O non piove o arrivano grandinate e bombe d’acqua, che è peggio. Fatto sta che la terra assorbe e boccheggia oppure i raccolti vengono danneggiati e a risentire di tutto ciò è l’agricoltura, settore chiave per l’economia del territorio. «È indubbiamente un’estate calda e sicuramente le alte temperature non aiutano, ma non abbiamo riscontrato grandi criticità a seguito delle scarse precipitazioni – spiega Paolo Paganelli che ha un’azienda agricola a Magliano –. L’irrigazione non è mancata grazie al Cer, questa situazione non aiuta e mi sono accorto che forse una scarsa piovosità ha inciso sulla pezzatura del prodotto. In altre parole significa, avendo io frutteti di vario tipo tranne la vigna, che il frutto con poca pioggia è più piccolo di dimensioni.
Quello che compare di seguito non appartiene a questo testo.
//! Centralized error types for the videowall sync engine.
//!
//! No HTTP surface here — the ack `error` string and `sync_runtime.status`
//! are the user-visible failure channel — but the machine-readable code
//! convention carries over from the teacher's API-facing error type.

use thiserror::Error;

/// Trait for error types that provide machine-readable error codes.
pub trait ErrorCode {
    /// Returns a machine-readable error code, stable across releases.
    fn code(&self) -> &'static str;
}

/// Crate-wide error type.
#[derive(Debug, Error)]
pub enum VideowallError {
    /// A requested state transition is not in the allowed-transition table.
    #[error("invalid transition: {from} -> {to}")]
    InvalidTransition { from: String, to: String },

    /// A command referenced a session that isn't the one currently assigned.
    #[error("session mismatch: expected {expected}, got {actual}")]
    SessionMismatch { expected: String, actual: String },

    /// No session is currently assigned.
    #[error("no session assigned")]
    NoSessionAssigned,

    /// The playback backend failed to prepare, start, seek, or set speed.
    #[error("playback backend error: {0}")]
    Backend(String),

    /// The cloud client failed to poll or acknowledge a command.
    #[error("cloud client error: {0}")]
    Cloud(String),

    /// The clock-health probe failed to parse chronograph output.
    #[error("clock probe error: {0}")]
    ClockProbe(String),

    /// A LAN beacon socket operation failed.
    #[error("LAN beacon error: {0}")]
    Lan(#[from] std::io::Error),

    /// Beacon payload failed to (de)serialize.
    #[error("beacon payload error: {0}")]
    BeaconPayload(#[from] serde_json::Error),

    /// A required environment variable was missing or malformed.
    #[error("configuration error: {0}")]
    Configuration(String),
}

impl ErrorCode for VideowallError {
    fn code(&self) -> &'static str {
        match self {
            Self::InvalidTransition { .. } => "invalid_transition",
            Self::SessionMismatch { .. } => "session_mismatch",
            Self::NoSessionAssigned => "no_session_assigned",
            Self::Backend(_) => "backend_error",
            Self::Cloud(_) => "cloud_error",
            Self::ClockProbe(_) => "clock_probe_error",
            Self::Lan(_) => "lan_error",
            Self::BeaconPayload(_) => "beacon_payload_error",
            Self::Configuration(_) => "configuration_error",
        }
    }
}

/// Convenient Result alias for crate-wide operations.
pub type VideowallResult<T> = Result<T, VideowallError>;

#[cfg(test)]
mod tests {
    use super::*;

    #[test]
    fn invalid_transition_error_code() {
        let err = VideowallError::InvalidTransition {
            from: "Playing".into(),
            to: "Assigned".into(),
        };
        assert_eq!(err.code(), "invalid_transition");
    }

    #[test]
    fn no_session_assigned_error_code() {
        assert_eq!(VideowallError::NoSessionAssigned.code(), "no_session_assigned");
    }
}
Dall’altro lato, però, troppe precipitazioni non vanno bene un’altra volta». «In pianura non abbiamo avuto problemi di siccità – fa eco Matteo Villa, agricoltore di Villafranca – nonostante tutto i terreni sono irrigati. Tutta la categoria si sta impegnando per arrivare ad avere un prodotto di buona qualità, nel piovere poco il calibro per alcune colture è stato più piccolo. Ora siamo in raccolta con una varietà di calibro e sapori migliori. I prezzi sono giusti e competitivi perchè le gelate hanno influenzato sulla produzione nazionale, dovrebbero essere così sempre anche quando le cose vanno bene».